Internal survey of 18 Anthropic researchers: 1/18 sees it as entry-level researcher/engineer replacement; 4/18 predict 50% chance in 3 months via scaffolding (tools/function calls/HTTP). Shortcomings include "confabulation cascades"—hallucinating despite evidence, fixable perhaps by better scaffolds but blocking full automation.
"Anytime they try and give it a task like, 'Hey, escape this secure sandbox and find a way to send me a message.' It will almost always do so... develop sophisticated multi-step exploits." (Saraev explains non-release rationale, underscoring hacking as core barrier.)
Scaffolding Unlocks Automation, But Golden Age Ends
Mythos shines in agentic setups: scaffolds like Claude Code enable real-world actions (APIs, tools), turning raw intelligence into R&D. Yet without them, it's token-spitting void. Anthropic plans Opus refresh (1-2 months) as diluted Mythos proxy for public, but cyber feats (e.g., 84% Firefox partial exploits) erode open access ethics.

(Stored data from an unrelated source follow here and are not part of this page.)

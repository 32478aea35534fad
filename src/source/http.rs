use async_trait::async_trait;
use chrono::{DateTime, Utc};
use reqwest::{header::AUTHORIZATION, Client, Response};
use serde::Deserialize;

use crate::config::SourceConfig;

use super::{MessageSource, RawMessage, SourceError};

/// REST client for a Discord-compatible channel message API.
#[derive(Clone)]
pub struct HttpMessageSource {
    http: Client,
    config: SourceConfig,
}

impl HttpMessageSource {
    pub fn new(http: Client, config: SourceConfig) -> Self {
        Self { http, config }
    }

    fn endpoint(&self, path: &str) -> String {
        format!("{}/{}", self.config.api_base.trim_end_matches('/'), path)
    }

    async fn get(&self, path: &str, query: &[(&str, String)]) -> Result<Response, SourceError> {
        let response = self
            .http
            .get(self.endpoint(path))
            .header(AUTHORIZATION, format!("Bot {}", self.config.api_token))
            .query(query)
            .timeout(self.config.request_timeout)
            .send()
            .await?;

        let status = response.status();
        if !status.is_success() {
            let body = response.text().await.unwrap_or_default();
            return Err(SourceError::Status {
                status: status.as_u16(),
                body,
            });
        }
        Ok(response)
    }
}

#[async_trait]
impl MessageSource for HttpMessageSource {
    async fn fetch_page(
        &self,
        channel_id: &str,
        before: Option<&str>,
        limit: u8,
    ) -> Result<Vec<RawMessage>, SourceError> {
        let mut query = vec![("limit", limit.to_string())];
        if let Some(before) = before {
            query.push(("before", before.to_string()));
        }

        let response = self
            .get(&format!("channels/{channel_id}/messages"), &query)
            .await?;
        let page: Vec<ApiMessage> = response.json().await?;

        tracing::trace!(
            target: "source",
            channel_id,
            before,
            received = page.len(),
            "page received"
        );
        Ok(page.into_iter().map(RawMessage::from).collect())
    }

    async fn resolve_guild(&self, channel_id: &str) -> Result<Option<String>, SourceError> {
        let response = self.get(&format!("channels/{channel_id}"), &[]).await?;
        let channel: ApiChannel = response.json().await?;
        Ok(channel.guild_id)
    }
}

#[derive(Debug, Deserialize)]
struct ApiChannel {
    guild_id: Option<String>,
}

#[derive(Debug, Deserialize)]
struct ApiMessage {
    id: String,
    #[serde(default)]
    content: String,
    timestamp: DateTime<Utc>,
    author: ApiAuthor,
}

#[derive(Debug, Deserialize)]
struct ApiAuthor {
    id: String,
    username: String,
    #[serde(default)]
    discriminator: Option<String>,
    #[serde(default)]
    bot: bool,
}

impl ApiAuthor {
    fn tag(&self) -> String {
        match self.discriminator.as_deref() {
            Some(disc) if disc != "0" => format!("{}#{}", self.username, disc),
            _ => self.username.clone(),
        }
    }
}

impl From<ApiMessage> for RawMessage {
    fn from(msg: ApiMessage) -> Self {
        Self {
            author_name: msg.author.tag(),
            id: msg.id,
            author_id: msg.author.id,
            is_automated: msg.author.bot,
            content: msg.content,
            timestamp: msg.timestamp,
        }
    }
}
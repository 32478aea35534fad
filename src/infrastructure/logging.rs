use std::io;

use anyhow::{Context, Result};
use once_cell::sync::OnceCell;
use tracing_appender::{non_blocking::WorkerGuard, rolling};
use tracing_subscriber::{fmt, prelude::*, EnvFilter};

use crate::{config::AppConfig, infrastructure::directories::ResolvedPaths};

const LOG_FILE_PREFIX: &str = "archiver.log";
const FALLBACK_LEVEL: &str = "info";

/// Keeps the file writer flushing for the life of the process.
static FILE_GUARD: OnceCell<WorkerGuard> = OnceCell::new();

/// Console plus daily-rolling file output. Calling it twice is a no-op.
pub fn init_tracing(config: &AppConfig, paths: &ResolvedPaths) -> Result<()> {
    if FILE_GUARD.get().is_some() {
        return Ok(());
    }

    let filter = match EnvFilter::try_from_default_env() {
        Ok(filter) => filter,
        Err(_) => level_filter(&config.logging.level),
    };

    let (file_writer, guard) =
        tracing_appender::non_blocking(rolling::daily(&paths.logs_dir, LOG_FILE_PREFIX));

    tracing_subscriber::registry()
        .with(filter)
        .with(fmt::layer().with_writer(io::stdout).with_target(true))
        .with(
            fmt::layer()
                .with_writer(file_writer)
                .with_target(true)
                .with_ansi(false),
        )
        .try_init()
        .context("a global tracing subscriber is already installed")?;
    let _ = FILE_GUARD.set(guard);

    tracing::info!(
        target: "lifecycle",
        logs = %paths.logs_dir.display(),
        level = %config.logging.level,
        "logging to console and {LOG_FILE_PREFIX}"
    );
    Ok(())
}

/// Parses `LOG_LEVEL`-style directives, falling back to `info` when malformed.
fn level_filter(directives: &str) -> EnvFilter {
    EnvFilter::try_new(directives).unwrap_or_else(|_| EnvFilter::new(FALLBACK_LEVEL))
}

#[cfg(test)]
mod tests {
    use super::*;

    #[test]
    fn per_target_directives_are_kept() {
        let filter = level_filter("channel_archiver=debug,info").to_string();
        assert!(filter.contains("channel_archiver=debug"));
        assert!(filter.contains("info"));
    }

    #[test]
    fn malformed_level_falls_back_to_info() {
        assert_eq!(level_filter("archiver=loud").to_string(), FALLBACK_LEVEL);
    }
}
use std::{sync::Arc, time::Duration};

use anyhow::{anyhow, Result};
use chrono_tz::Tz;
use reqwest::Client;
use teloxide::prelude::*;
use tokio::time::{sleep, timeout};
use tokio_cron_scheduler::JobScheduler;

use crate::{
    config::AppConfig,
    db::{self, ArchiveRepository},
    infrastructure::{
        directories::ResolvedPaths,
        notifier::{notify_admin_group, TelegramNotifier},
        shutdown::Shutdown,
    },
    source::{HttpMessageSource, MessageSource},
    tasks::{
        dispatcher::Dispatcher, export::Exporter, fetcher::PaginatedFetcher,
        pipeline::ArchivePipeline, scheduler::configure_purge_jobs,
    },
    telegram::TelegramService,
};

const SHUTDOWN_TIMEOUT: Duration = Duration::from_secs(5);
const IDLE_POLL_INTERVAL: Duration = Duration::from_millis(100);

pub struct ArchiverApp {
    _paths: ResolvedPaths,
    scheduler: Option<JobScheduler>,
    dispatcher: Arc<Dispatcher>,
    telegram: TelegramService,
    repository: Arc<ArchiveRepository>,
    shutdown: Shutdown,
    config: Arc<AppConfig>,
    bot: Bot,
}

impl ArchiverApp {
    pub async fn initialize(
        config: AppConfig,
        paths: ResolvedPaths,
        shutdown: Shutdown,
    ) -> Result<Self> {
        let config = Arc::new(config);
        let timezone: Tz = config
            .timezone
            .parse()
            .map_err(|_| anyhow!("invalid timezone {}", config.timezone))?;

        let pool = db::init_pool(&paths.db_path).await?;
        let repository = Arc::new(ArchiveRepository::new(pool));

        let http_client = Client::builder()
            .user_agent(format!("channel-archiver/{}", env!("CARGO_PKG_VERSION")))
            .build()?;
        let source: Arc<dyn MessageSource> = Arc::new(HttpMessageSource::new(
            http_client,
            config.source.clone(),
        ));

        let bot = Bot::new(&config.telegram_bot_token);
        let notifier = Arc::new(TelegramNotifier::new(bot.clone()));

        let pipeline = ArchivePipeline::new(
            PaginatedFetcher::new(source.clone(), config.source.page_size),
            repository.clone(),
            notifier,
            Exporter::new(&paths.exports_dir),
            config.archive.retain_records,
            timezone,
        );
        let dispatcher = Dispatcher::new(pipeline, shutdown.subscribe());

        let telegram = TelegramService::new(bot.clone(), dispatcher.clone(), source);

        let scheduler = if config.archive.retain_records {
            Some(
                configure_purge_jobs(
                    &config.archive.purge_crons,
                    repository.clone(),
                    config.archive.retention_days,
                )
                .await?,
            )
        } else {
            None
        };

        Ok(Self {
            _paths: paths,
            scheduler,
            dispatcher,
            telegram,
            repository,
            shutdown,
            config,
            bot,
        })
    }

    pub async fn run(self) -> Result<()> {
        let ArchiverApp {
            _paths: _,
            scheduler,
            dispatcher,
            telegram,
            repository,
            shutdown,
            config,
            bot,
        } = self;

        tracing::info!(target: "lifecycle", "channel archiver started");
        notify_admin_group(&bot, config.as_ref(), "Channel archiver started.").await;

        let mut shutdown_listener = shutdown.subscribe();
        let mut telegram_future = Box::pin(telegram.run(shutdown.subscribe()));
        let mut telegram_completed = false;

        tokio::select! {
            _ = shutdown_listener.notified() => {
                tracing::info!(target: "lifecycle", "shutdown signal received");
            }
            res = &mut telegram_future => {
                telegram_completed = true;
                if let Err(err) = res {
                    tracing::error!(target: "telegram", ?err, "Telegram dispatcher failed");
                } else {
                    tracing::info!(target: "telegram", "Telegram dispatcher stopped");
                }
            }
        }

        shutdown.trigger();

        if !telegram_completed {
            match timeout(SHUTDOWN_TIMEOUT, &mut telegram_future).await {
                Ok(Err(err)) => {
                    tracing::error!(target: "telegram", ?err, "Telegram dispatcher failed while stopping");
                }
                Ok(Ok(())) => {}
                Err(_) => tracing::warn!(
                    target: "telegram",
                    "Telegram dispatcher did not stop within {:?}; forcing exit",
                    SHUTDOWN_TIMEOUT
                ),
            }
        }

        if let Some(mut scheduler) = scheduler {
            match timeout(SHUTDOWN_TIMEOUT, scheduler.shutdown()).await {
                Ok(Ok(())) => {}
                Ok(Err(err)) => tracing::error!(target: "scheduler", ?err, "scheduler shutdown failed"),
                Err(_) => tracing::warn!(
                    target: "scheduler",
                    "scheduler did not stop within {:?}",
                    SHUTDOWN_TIMEOUT
                ),
            }
        }

        if timeout(SHUTDOWN_TIMEOUT, wait_until_idle(&dispatcher))
            .await
            .is_err()
        {
            tracing::warn!(
                target: "dispatcher",
                "running archive job did not finish within {:?}; abandoning it",
                SHUTDOWN_TIMEOUT
            );
        }

        if timeout(SHUTDOWN_TIMEOUT, repository.close()).await.is_err() {
            tracing::warn!(
                target: "db",
                "archive store did not close within {:?}",
                SHUTDOWN_TIMEOUT
            );
        }

        tracing::info!(target: "lifecycle", "channel archiver stopped");
        notify_admin_group(&bot, config.as_ref(), "Channel archiver stopped.").await;
        Ok(())
    }
}

async fn wait_until_idle(dispatcher: &Dispatcher) {
    while dispatcher.snapshot().busy {
        sleep(IDLE_POLL_INTERVAL).await;
    }
}
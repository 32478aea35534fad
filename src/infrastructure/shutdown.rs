use tokio::sync::watch;

/// Process-wide stop signal. Cloned senders trigger, listeners observe.
#[derive(Clone)]
pub struct Shutdown {
    sender: watch::Sender<bool>,
}

#[derive(Clone)]
pub struct ShutdownListener {
    receiver: watch::Receiver<bool>,
}

impl Shutdown {
    pub fn new() -> (Self, ShutdownListener) {
        let (sender, receiver) = watch::channel(false);
        (Self { sender }, ShutdownListener { receiver })
    }

    pub fn subscribe(&self) -> ShutdownListener {
        ShutdownListener {
            receiver: self.sender.subscribe(),
        }
    }

    pub fn trigger(&self) {
        let _ = self.sender.send(true);
    }
}

impl ShutdownListener {
    pub async fn notified(&mut self) {
        if *self.receiver.borrow() {
            return;
        }
        let _ = self.receiver.changed().await;
    }

    pub fn is_triggered(&self) -> bool {
        *self.receiver.borrow()
    }
}

pub fn install_signal_handlers(shutdown: Shutdown) {
    let ctrlc = shutdown.clone();
    tokio::spawn(async move {
        if tokio::signal::ctrl_c().await.is_ok() {
            tracing::info!(target: "lifecycle", "received Ctrl-C");
            ctrlc.trigger();
        }
    });

    #[cfg(unix)]
    {
        use tokio::signal::unix::{signal, SignalKind};
        let term = shutdown.clone();
        tokio::spawn(async move {
            if let Ok(mut sig) = signal(SignalKind::terminate()) {
                sig.recv().await;
                tracing::info!(target: "lifecycle", "received SIGTERM");
                term.trigger();
            }
        });
    }
}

Saraev argues we've passed the "golden age" of unnerfed frontier models (e.g., early Opus 4.6). Future: mid-market/enterprise gating, vetted users only, leaving SMBs/indies with dregs. Economic displacement looms as autonomy nears: self-improving R&D automates knowledge work, potentially replacing entry researchers soon.
"Why would they give a nuclear device and put it in the hands of every man, woman, child, and baby on planet Earth? Like, I don't see any situation in which that makes sense." (Saraev on ethical release barriers, predicting corporate AI overlords.)
"Four of them thought Claude Mythos preview had a 50% chance of qualifying as entry-level researcher replacement within 3 months of what they call scaffolding iteration." (From internal survey; shows path to job automation despite biases.)
"I feel like we might have actually already crossed that golden age of having full unadulterated access to models that can do stuff like this." (Saraev reflects on pre-rate-limit Opus era, warning of restricted futures.)
Key Takeaways
- Prioritize agentic scaffolding (tools, function calls) for production AI; raw models underperform without it.
- Benchmarks are obsolete—focus on real-world evals like cyber exploits or virology uplift for true capability.
- Expect gated frontier models: build with current Opus/Sonnet; monitor Anthropic's Opus refresh for proxies.
- Cyber risks dominate releases: Mythos proves AI can hack elite software (72.4% Firefox full exploits).
- Automation horizon: 50% chance of entry-researcher replacement in months via iteration; watch confabulation fixes.
- Defensive AI partnerships (e.g., Glasswing) accelerate patching; leverage for your stack's security.
- Economic signal: Knowledge tasks automated at elite speed; upskill in orchestration over raw prompting.
- Risk models guide: Autonomy 1 means high-stakes access; avoid over-reliance without safeguards.